• _Supplied records_
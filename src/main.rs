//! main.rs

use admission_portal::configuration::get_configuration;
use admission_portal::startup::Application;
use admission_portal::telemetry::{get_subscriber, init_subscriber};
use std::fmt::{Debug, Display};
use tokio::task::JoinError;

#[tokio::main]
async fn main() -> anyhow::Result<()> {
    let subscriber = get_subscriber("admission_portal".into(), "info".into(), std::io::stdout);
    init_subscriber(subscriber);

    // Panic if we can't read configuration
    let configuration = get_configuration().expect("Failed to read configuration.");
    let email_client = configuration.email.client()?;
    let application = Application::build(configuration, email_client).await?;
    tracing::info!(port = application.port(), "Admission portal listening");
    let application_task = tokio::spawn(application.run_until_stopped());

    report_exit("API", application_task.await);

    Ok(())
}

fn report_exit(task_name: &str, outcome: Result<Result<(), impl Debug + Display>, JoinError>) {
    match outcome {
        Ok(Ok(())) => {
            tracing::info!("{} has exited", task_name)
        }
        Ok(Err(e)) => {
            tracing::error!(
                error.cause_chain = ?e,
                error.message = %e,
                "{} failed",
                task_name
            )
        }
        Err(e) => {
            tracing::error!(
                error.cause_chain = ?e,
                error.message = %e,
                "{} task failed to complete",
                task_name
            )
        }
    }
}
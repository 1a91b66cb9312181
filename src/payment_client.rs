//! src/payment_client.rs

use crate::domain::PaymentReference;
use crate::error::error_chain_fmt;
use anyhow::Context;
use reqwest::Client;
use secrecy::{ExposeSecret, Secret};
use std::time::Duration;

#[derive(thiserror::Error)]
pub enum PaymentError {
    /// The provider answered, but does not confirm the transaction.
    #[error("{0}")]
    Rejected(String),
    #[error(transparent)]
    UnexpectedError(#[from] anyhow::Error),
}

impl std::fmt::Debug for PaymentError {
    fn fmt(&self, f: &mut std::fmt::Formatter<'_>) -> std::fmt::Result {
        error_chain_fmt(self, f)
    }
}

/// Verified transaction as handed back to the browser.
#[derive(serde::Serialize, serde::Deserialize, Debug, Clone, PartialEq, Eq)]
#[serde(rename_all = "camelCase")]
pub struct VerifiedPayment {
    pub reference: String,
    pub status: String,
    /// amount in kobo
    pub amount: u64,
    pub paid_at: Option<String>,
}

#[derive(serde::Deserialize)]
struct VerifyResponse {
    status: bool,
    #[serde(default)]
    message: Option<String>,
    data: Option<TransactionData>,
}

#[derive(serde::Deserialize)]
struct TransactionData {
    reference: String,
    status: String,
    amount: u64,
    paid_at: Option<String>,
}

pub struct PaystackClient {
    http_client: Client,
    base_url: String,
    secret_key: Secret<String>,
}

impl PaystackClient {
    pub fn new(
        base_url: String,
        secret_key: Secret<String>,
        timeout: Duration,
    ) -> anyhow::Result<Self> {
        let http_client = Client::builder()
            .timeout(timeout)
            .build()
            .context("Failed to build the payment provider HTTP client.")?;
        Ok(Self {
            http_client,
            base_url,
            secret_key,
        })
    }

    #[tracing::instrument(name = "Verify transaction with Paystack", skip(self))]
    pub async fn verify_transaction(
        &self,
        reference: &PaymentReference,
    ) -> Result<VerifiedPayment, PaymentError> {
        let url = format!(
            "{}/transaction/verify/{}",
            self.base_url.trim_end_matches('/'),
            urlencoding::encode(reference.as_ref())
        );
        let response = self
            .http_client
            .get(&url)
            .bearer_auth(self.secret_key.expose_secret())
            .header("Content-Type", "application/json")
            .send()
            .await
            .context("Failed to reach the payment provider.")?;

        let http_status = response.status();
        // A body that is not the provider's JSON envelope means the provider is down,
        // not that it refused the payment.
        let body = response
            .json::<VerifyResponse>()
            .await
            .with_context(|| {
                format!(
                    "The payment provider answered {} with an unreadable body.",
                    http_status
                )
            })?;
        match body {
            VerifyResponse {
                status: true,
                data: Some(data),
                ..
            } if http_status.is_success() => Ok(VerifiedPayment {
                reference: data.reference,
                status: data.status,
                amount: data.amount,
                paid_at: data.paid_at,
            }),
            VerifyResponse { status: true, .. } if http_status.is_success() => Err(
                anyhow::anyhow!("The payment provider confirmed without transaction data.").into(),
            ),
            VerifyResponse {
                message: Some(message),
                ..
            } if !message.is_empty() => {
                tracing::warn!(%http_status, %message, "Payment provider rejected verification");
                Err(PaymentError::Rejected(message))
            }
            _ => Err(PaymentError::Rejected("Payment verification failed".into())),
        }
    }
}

--

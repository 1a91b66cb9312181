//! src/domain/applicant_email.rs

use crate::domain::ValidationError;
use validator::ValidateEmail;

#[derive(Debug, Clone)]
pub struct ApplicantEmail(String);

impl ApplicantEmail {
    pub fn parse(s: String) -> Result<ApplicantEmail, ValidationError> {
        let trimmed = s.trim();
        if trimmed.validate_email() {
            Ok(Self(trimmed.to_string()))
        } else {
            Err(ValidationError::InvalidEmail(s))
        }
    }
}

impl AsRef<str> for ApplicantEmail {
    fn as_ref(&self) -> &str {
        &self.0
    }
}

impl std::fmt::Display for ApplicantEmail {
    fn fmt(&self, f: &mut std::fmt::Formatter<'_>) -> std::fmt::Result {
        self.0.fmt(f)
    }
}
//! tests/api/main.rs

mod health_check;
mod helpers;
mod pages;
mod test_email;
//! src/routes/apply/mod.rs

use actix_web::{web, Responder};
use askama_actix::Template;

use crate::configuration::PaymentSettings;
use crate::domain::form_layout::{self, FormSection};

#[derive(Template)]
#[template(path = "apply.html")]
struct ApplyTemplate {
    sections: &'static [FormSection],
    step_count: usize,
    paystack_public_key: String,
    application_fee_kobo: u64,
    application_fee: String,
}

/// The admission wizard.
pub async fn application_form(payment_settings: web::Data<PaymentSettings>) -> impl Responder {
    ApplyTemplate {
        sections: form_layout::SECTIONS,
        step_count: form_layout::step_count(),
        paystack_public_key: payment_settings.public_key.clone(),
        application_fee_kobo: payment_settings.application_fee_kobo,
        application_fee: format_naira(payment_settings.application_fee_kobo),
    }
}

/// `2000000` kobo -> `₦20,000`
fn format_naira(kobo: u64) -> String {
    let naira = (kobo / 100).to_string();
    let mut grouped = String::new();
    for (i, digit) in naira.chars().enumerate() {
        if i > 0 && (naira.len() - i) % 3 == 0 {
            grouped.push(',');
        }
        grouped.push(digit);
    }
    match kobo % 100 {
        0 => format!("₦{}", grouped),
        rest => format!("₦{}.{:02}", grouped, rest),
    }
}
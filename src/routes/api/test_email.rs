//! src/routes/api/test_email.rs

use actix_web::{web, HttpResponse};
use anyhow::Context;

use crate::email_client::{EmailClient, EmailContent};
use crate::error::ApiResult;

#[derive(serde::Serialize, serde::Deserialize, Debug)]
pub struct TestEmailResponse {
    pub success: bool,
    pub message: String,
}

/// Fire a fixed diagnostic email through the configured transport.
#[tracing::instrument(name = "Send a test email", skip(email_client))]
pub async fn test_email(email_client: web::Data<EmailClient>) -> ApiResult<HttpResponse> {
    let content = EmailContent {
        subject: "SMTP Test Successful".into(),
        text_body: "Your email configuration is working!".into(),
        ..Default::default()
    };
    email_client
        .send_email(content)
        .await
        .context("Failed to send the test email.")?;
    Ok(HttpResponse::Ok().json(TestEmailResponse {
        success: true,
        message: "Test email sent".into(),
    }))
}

...

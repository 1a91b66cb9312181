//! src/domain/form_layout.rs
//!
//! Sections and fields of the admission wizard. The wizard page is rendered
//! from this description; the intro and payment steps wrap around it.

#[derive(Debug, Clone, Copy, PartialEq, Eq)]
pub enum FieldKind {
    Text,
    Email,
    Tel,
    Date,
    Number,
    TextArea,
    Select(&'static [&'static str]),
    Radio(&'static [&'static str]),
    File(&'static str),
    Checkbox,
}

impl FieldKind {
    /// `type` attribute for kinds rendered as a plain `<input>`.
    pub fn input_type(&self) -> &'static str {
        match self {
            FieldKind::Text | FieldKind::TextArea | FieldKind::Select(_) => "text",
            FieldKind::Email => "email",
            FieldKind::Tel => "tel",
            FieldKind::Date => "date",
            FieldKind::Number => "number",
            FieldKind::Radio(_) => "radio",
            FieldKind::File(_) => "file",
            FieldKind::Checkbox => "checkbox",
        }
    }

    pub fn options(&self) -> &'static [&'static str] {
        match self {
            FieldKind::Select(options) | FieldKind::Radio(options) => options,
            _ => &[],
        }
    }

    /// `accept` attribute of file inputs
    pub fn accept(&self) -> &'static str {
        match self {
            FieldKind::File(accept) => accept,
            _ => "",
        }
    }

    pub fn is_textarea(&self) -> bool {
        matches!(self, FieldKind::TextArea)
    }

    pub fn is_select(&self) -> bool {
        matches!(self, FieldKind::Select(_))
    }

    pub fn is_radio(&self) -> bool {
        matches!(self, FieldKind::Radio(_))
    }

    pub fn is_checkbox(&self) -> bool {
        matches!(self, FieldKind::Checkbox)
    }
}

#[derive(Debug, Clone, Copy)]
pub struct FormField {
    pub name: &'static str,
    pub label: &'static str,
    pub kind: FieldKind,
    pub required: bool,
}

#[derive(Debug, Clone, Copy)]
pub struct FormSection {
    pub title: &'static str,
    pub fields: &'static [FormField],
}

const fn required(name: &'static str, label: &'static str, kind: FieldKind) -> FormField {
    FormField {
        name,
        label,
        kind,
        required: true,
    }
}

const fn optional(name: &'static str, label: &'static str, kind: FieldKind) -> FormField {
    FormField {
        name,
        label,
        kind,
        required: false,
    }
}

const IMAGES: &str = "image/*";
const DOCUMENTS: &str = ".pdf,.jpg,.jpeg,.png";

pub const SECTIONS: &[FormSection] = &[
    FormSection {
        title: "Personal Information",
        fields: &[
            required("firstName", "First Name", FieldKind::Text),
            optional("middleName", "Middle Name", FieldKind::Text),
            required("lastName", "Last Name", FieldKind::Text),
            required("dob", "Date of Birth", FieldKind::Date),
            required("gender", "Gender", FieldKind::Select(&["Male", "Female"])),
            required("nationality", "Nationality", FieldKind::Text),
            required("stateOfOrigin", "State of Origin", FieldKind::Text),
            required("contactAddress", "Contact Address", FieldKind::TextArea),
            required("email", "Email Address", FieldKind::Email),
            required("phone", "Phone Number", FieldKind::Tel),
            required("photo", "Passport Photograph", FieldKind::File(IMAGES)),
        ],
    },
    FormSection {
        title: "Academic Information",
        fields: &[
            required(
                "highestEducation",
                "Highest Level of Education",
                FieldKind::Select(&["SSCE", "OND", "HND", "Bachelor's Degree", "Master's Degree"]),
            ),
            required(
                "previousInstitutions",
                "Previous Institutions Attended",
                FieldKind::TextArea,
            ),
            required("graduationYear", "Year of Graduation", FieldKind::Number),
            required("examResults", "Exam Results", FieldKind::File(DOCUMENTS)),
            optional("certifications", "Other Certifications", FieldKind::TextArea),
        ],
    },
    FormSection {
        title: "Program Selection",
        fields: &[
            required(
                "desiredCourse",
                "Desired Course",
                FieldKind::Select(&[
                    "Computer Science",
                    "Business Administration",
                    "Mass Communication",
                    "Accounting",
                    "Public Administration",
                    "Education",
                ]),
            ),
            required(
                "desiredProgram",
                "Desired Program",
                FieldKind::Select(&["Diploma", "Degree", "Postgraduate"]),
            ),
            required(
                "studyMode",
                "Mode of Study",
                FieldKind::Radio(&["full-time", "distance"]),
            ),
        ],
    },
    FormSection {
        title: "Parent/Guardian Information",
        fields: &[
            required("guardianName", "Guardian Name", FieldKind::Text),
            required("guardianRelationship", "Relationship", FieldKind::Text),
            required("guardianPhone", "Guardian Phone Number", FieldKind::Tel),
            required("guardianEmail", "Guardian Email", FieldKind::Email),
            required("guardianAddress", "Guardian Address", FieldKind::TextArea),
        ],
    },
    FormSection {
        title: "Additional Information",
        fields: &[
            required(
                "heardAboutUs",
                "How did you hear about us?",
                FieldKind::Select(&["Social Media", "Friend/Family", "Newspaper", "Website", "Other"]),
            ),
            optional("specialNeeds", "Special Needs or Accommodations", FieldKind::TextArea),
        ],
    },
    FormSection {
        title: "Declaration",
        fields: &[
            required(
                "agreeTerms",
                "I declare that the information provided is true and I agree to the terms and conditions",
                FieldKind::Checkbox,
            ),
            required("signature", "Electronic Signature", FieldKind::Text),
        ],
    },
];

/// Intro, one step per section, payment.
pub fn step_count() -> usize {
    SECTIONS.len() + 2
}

• _Exercise brief_
Write down how many lines above contain the string "Number", and nothing besides.

• _Solution to this exercise_
5